Newsring: aseptiser le débat sur internet

Peste! Rien moins qu’«inventer le débat sur internet»: tel est l’ambitieux programme  que s’est fixé le nouveau magazine en ligne Newsring, parrainé par Frédéric Taddei et piloté par Philippe Couve. En découvrant l’édito de l’animateur, on se dit qu’il n’a pas dû circuler beaucoup sur la toile, qui est un lieu de débat incessant. Et puis l’on se souvient que l’exercice du commentaire dans la presse en ligne a rapidement tourné vinaigre. Pour de bonnes raisons: la première règle de la conversation sur un blog est qu’elle a lieu entre pairs. En important sur le terrain numérique la césure entre éditeurs et lecteurs, en n’intervenant jamais dans l’espace des commentaires, les sites de presse n’ont fait qu’alimenter l’antagonisme entre le journalisme comme expression légitime et le défouloir de la piétaille, d’autant plus violent qu’il était ignoré et tenu à distance.

Plutôt que de tolérer le débat à la marge, Newsring veut le mettre au centre. A une condition: «Sur Newsring, c’est vous qui faites le débat, nous nous contentons de l’orchestrer». Traduction: du débat, mais organisé, formaté par l’intervention journalistique, présente à tous les étages. J’ai été contacté pour participer à ce magazine: on ne m’a pas demandé d’exprimer librement mon avis, mais de répondre à une  question imposée (« Prenons-nous trop de photographies? »), en isolant les arguments, avec une jauge de 1500 signes et blancs maximum chaque. Mises en ligne comme autant de points séparés à discuter, mes interventions ont été ornées du label « oui/non » qui permet à Newsring d’identifier et de classer les positions.

Un débat bien refroidi par une éditorialisation omniprésente, qui ne pousse pas vraiment à la discussion, mais transforme les opinions en carburant médiatique, avec la même obsession du cadrage que les émissions télévisées. Qui ont démontré que la polémique est un bon produit éditorial, et donné le mode d’emploi de sa fabrication: une question qui ne vise pas à éclairer un sujet mais à produire un clivage, une sélection d’invités de bords opposés mais néanmoins dociles, un animateur propre sur lui qui gère les tours de parole, évite les dérapages et conserve une apparence civilisée au spectacle.

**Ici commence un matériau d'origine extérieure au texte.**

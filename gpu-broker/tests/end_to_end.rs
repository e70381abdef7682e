//! End-to-end scenarios driven over the real TCP wire protocol against a
//! broker backed by `MockInspector` and the `fake-holder` test fixture
//! instead of real GPU hardware.

use std::path::PathBuf;
use std::sync::Arc;
use std::time::Duration;

use broker_protocol::{codec, Reply, Request};
use device_inspector::mock::MockInspector;
use device_inspector::DeviceInspector;
use gpu_broker::{Broker, BrokerConfig};
use tokio::net::TcpStream;

fn fake_holder_path() -> PathBuf {
    PathBuf::from(env!("CARGO_BIN_EXE_fake-holder"))
}

fn test_config(logger_dir_name: &str) -> BrokerConfig {
    BrokerConfig {
        listen_host: "127.0.0.1".to_string(),
        listen_port: 0,
        logger_dir: std::env::temp_dir().join(logger_dir_name),
        reaper_interval: Duration::from_millis(200),
        holder_binary: fake_holder_path(),
    }
}

async fn roundtrip(addr: std::net::SocketAddr, request: &Request) -> Reply {
    let mut stream = TcpStream::connect(addr).await.unwrap();
    codec::write_message(&mut stream, request).await.unwrap();
    codec::read_message(&mut stream).await.unwrap()
}

/// Scenario 1: info on an empty host.
#[tokio::test]
async fn info_on_an_empty_host() {
    let inspector: Arc<dyn DeviceInspector> = Arc::new(MockInspector::new(1, 16 * 1024 * 1024 * 1024));
    let broker = Broker::with_inspector(test_config("scenario-info"), inspector)
        .await
        .unwrap();
    let addr = broker.local_addr().unwrap();
    tokio::spawn(broker.run());

    let reply = roundtrip(addr, &Request::GetSystemInfo).await;
    match reply {
        Reply::GetSystemInfo { info } => {
            assert_eq!(info.get("device_num").unwrap(), &serde_json::json!(1));
            assert!(info.get("driver_version").unwrap().as_str().unwrap().len() > 0);
        }
        other => panic!("unexpected reply: {:?}", other),
    }
}

/// Scenario 2: non-exclusive allocate then release.
#[tokio::test]
async fn non_exclusive_allocate_then_release() {
    let total = 16 * 1024 * 1024 * 1024u64;
    let inspector: Arc<dyn DeviceInspector> = Arc::new(MockInspector::new(1, total));
    let broker = Broker::with_inspector(test_config("scenario-alloc-release"), inspector)
        .await
        .unwrap();
    let addr = broker.local_addr().unwrap();
    tokio::spawn(broker.run());

    let reply = roundtrip(
        addr,
        &Request::AllocateGpus {
            num_gpus: 1,
            exclusive: false,
            mem_size: None,
        },
    )
    .await;
    let handles = match reply {
        Reply::AllocateGpus {
            success: true,
            device_indices,
            handles,
            ..
        } => {
            assert_eq!(device_indices, vec![0]);
            assert_eq!(handles.len(), 1);
            handles
        }
        other => panic!("unexpected reply: {:?}", other),
    };

    let reply = roundtrip(addr, &Request::ReleaseGpus { handles }).await;
    assert_eq!(
        reply,
        Reply::ReleaseGpus {
            success: true,
            failed_handles: vec![],
        }
    );
}

/// Scenario 3: oversubscription of exclusive reservations.
#[tokio::test]
async fn oversubscription_of_exclusive_gpus() {
    let total = 16 * 1024 * 1024 * 1024u64;
    let inspector: Arc<dyn DeviceInspector> = Arc::new(MockInspector::new(2, total));
    let broker = Broker::with_inspector(test_config("scenario-oversubscribe"), inspector)
        .await
        .unwrap();
    let addr = broker.local_addr().unwrap();
    tokio::spawn(broker.run());

    let reply_a = roundtrip(
        addr,
        &Request::AllocateGpus {
            num_gpus: 2,
            exclusive: true,
            mem_size: None,
        },
    )
    .await;
    assert!(matches!(reply_a, Reply::AllocateGpus { success: true, .. }));

    let reply_b = roundtrip(
        addr,
        &Request::AllocateGpus {
            num_gpus: 1,
            exclusive: true,
            mem_size: None,
        },
    )
    .await;
    assert_eq!(
        reply_b,
        Reply::AllocateGpus {
            success: false,
            device_indices: vec![],
            pids: vec![],
            handles: vec![],
        }
    );
}

/// Scenario 4: release of an unknown handle.
#[tokio::test]
async fn release_of_unknown_handle() {
    let inspector: Arc<dyn DeviceInspector> = Arc::new(MockInspector::new(1, 1024));
    let broker = Broker::with_inspector(test_config("scenario-unknown-handle"), inspector)
        .await
        .unwrap();
    let addr = broker.local_addr().unwrap();
    tokio::spawn(broker.run());

    let reply = roundtrip(
        addr,
        &Request::ReleaseGpus {
            handles: vec!["deadbeef".to_string()],
        },
    )
    .await;
    assert_eq!(
        reply,
        Reply::ReleaseGpus {
            success: false,
            failed_handles: vec!["deadbeef".to_string()],
        }
    );
}

/// Scenario 5: reaping a killed holder.
#[tokio::test]
async fn reaping_a_killed_holder() {
    let total = 16 * 1024 * 1024 * 1024u64;
    let inspector: Arc<dyn DeviceInspector> = Arc::new(MockInspector::new(1, total));
    let broker = Broker::with_inspector(test_config("scenario-reap"), inspector.clone())
        .await
        .unwrap();
    let addr = broker.local_addr().unwrap();
    tokio::spawn(broker.run());

    let reply = roundtrip(
        addr,
        &Request::AllocateGpus {
            num_gpus: 1,
            exclusive: true,
            mem_size: None,
        },
    )
    .await;
    let pid = match reply {
        Reply::AllocateGpus {
            success: true,
            pids,
            ..
        } => pids[0],
        other => panic!("unexpected reply: {:?}", other),
    };

    assert_eq!(
        inspector.get_compute_mode(0).unwrap(),
        device_inspector::ComputeMode::ExclusiveProcess
    );

    // Kill the holder out-of-band, as an operator or OOM-killer would.
    unsafe {
        libc_kill(pid as i32);
    }

    // Two reaper periods (200ms each in this config) plus slack.
    tokio::time::sleep(Duration::from_millis(900)).await;

    let reply = roundtrip(addr, &Request::GetSystemInfo).await;
    assert!(matches!(reply, Reply::GetSystemInfo { .. }));
    assert_eq!(
        inspector.get_compute_mode(0).unwrap(),
        device_inspector::ComputeMode::Default
    );
}

/// Minimal `kill(2)` call so the test doesn't need a `nix`/`libc`
/// dependency just for one syscall.
unsafe fn libc_kill(pid: i32) {
    extern "C" {
        fn kill(pid: i32, sig: i32) -> i32;
    }
    const SIGKILL: i32 = 9;
    kill(pid, SIGKILL);
}

/// Scenario 6: mem-size filter.
#[tokio::test]
async fn mem_size_filter_rejects_insufficient_free_memory() {
    let one_gib = 1024u64 * 1024 * 1024;
    let inspector = MockInspector::new(1, 4 * one_gib);
    inspector.set_free_bytes(0, one_gib);
    let inspector: Arc<dyn DeviceInspector> = Arc::new(inspector);
    let broker = Broker::with_inspector(test_config("scenario-mem-filter"), inspector)
        .await
        .unwrap();
    let addr = broker.local_addr().unwrap();
    tokio::spawn(broker.run());

    let reply = roundtrip(
        addr,
        &Request::AllocateGpus {
            num_gpus: 1,
            exclusive: false,
            mem_size: Some(2 * one_gib),
        },
    )
    .await;
    assert!(matches!(reply, Reply::AllocateGpus { success: false, .. }));
}
#![warn(missing_docs)]
//! Spawns, monitors, and terminates the child "holder" processes that
//! squat on a GPU for the lifetime of a reservation.
//!
//! A holder is a genuine OS process (the `gpu-holder` binary elsewhere in
//! this workspace), not a green thread — the broker's correctness
//! invariants hinge on holder liveness being observable independently of
//! the broker's own event loop. The handshake and shutdown protocol below
//! apply a container-lifecycle shape (spawn, wait for readiness, stop,
//! escalate to kill) to a plain child process plus a one-line stdio
//! handshake.

pub mod error;

use std::process::Stdio;
use std::time::Duration;

use snafu::{OptionExt, ResultExt};
use tokio::io::{AsyncBufReadExt, AsyncWriteExt, BufReader};
use tokio::process::{Child, ChildStdin, Command};

pub use error::{HolderStartError, HolderStopError};

/// How long `stop` waits for an orderly exit before escalating to
/// `Child::kill`.
const STOP_TIMEOUT: Duration = Duration::from_secs(5);

/// A live holder process: its OS pid, the reservation it belongs to, and
/// the handle used to ask it to exit.
pub struct Holder {
    child: Child,
    stdin: ChildStdin,
    pid: u32,
    device_index: u32,
    exclusive: bool,
}

impl Holder {
    /// The holder's OS process id.
    pub fn pid(&self) -> u32 {
        self.pid
    }

    /// The device index this holder occupies.
    pub fn index(&self) -> u32 {
        self.device_index
    }

    /// Whether this holder was started for an exclusive reservation.
    pub fn exclusive(&self) -> bool {
        self.exclusive
    }

    /// Non-blocking liveness probe.
    pub fn is_alive(&mut self) -> bool {
        matches!(self.child.try_wait(), Ok(None))
    }

    /// Ask the holder to exit and wait for it, escalating to a kill if it
    /// does not exit within `STOP_TIMEOUT`. Idempotent: a no-op if the
    /// holder is already dead.
    pub async fn stop(&mut self) -> Result<(), HolderStopError> {
        if !self.is_alive() {
            return Ok(());
        }
        // Best-effort: if the write fails the process is likely already
        // gone or wedged; either way fall through to the timeout/kill path.
        let _ = self.stdin.write_all(b"STOP\n").await;
        let _ = self.stdin.flush().await;

        match tokio::time::timeout(STOP_TIMEOUT, self.child.wait()).await {
            Ok(_wait_result) => Ok(()),
            Err(_elapsed) => {
                let _ = self.child.start_kill();
                let _ = self.child.wait().await;
                error::TimedOutAndKilled { pid: self.pid }.fail()
            }
        }
    }
}

/// Spawns and tracks holder child processes for a given `gpu-holder`
/// binary path.
#[derive(Clone)]
pub struct HolderSupervisor {
    holder_binary: std::path::PathBuf,
    extra_args: Vec<String>,
}

impl HolderSupervisor {
    /// `holder_binary` is the path to the `gpu-holder` executable this
    /// supervisor will spawn one instance of per reservation.
    pub fn new(holder_binary: impl Into<std::path::PathBuf>) -> Self {
        Self {
            holder_binary: holder_binary.into(),
            extra_args: Vec::new(),
        }
    }

    /// Append fixed arguments to every future `spawn`, after `--index`
    /// and (if set) `--exclusive`. Exists so test doubles for
    /// `holder_binary` can be steered without reaching into `spawn`
    /// itself — production callers never need this.
    pub fn with_extra_args(mut self, extra_args: impl IntoIterator<Item = String>) -> Self {
        self.extra_args = extra_args.into_iter().collect();
        self
    }

    /// Spawn a holder for `device_index`. Blocks the caller until the
    /// child has either reported successful attach, reported a device
    /// error, or died — this synchronous-startup contract is what makes
    /// it possible to guarantee a `Reservation` is never recorded without
    /// first observing its holder alive.
    pub async fn spawn(
        &self,
        device_index: u32,
        exclusive: bool,
    ) -> Result<Holder, HolderStartError> {
        let mut command = Command::new(&self.holder_binary);
        command
            .arg("--index")
            .arg(device_index.to_string())
            .stdin(Stdio::piped())
            .stdout(Stdio::piped())
            .stderr(Stdio::inherit());
        if exclusive {
            command.arg("--exclusive");
        }
        command.args(&self.extra_args);

        let mut child = command.spawn().context(error::Spawn { device_index })?;
        let stdin = child.stdin.take().expect("stdin was piped");
        let stdout = child.stdout.take().expect("stdout was piped");

        let mut lines = BufReader::new(stdout).lines();
        let status_line = lines
            .next_line()
            .await
            .context(error::ReadStatus { device_index })?
            .context(error::DiedBeforeAttach { device_index })?;

        if status_line != "OK" {
            let message = status_line
                .strip_prefix("ERR ")
                .unwrap_or(&status_line)
                .to_string();
            let _ = child.start_kill();
            let _ = child.wait().await;
            return error::AttachFailed {
                device_index,
                message,
            }
            .fail();
        }

        let pid = child.id().context(error::DiedBeforeAttach { device_index })?;

        Ok(Holder {
            child,
            stdin,
            pid,
            device_index,
            exclusive,
        })
    }
}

Sur Newsring, on retrouvera donc le rubricage classique de la presse (politique, économie, culture…), les questions sans imagination d’école de journalisme,  simples reformulations des informations ou des débats du moment, les interventions de spécialistes patentés issus de l’université… Le Parisien avec des points d’interrogation. Ajoutons une touche d’interactivité, qui permet au public de réagir dans les cases aux événements choisis par la rédaction, un peu comme le micro-trottoir du JT. Inventer le débat sur internet? Disons plutôt importer les règles du débat télévisé sur le web.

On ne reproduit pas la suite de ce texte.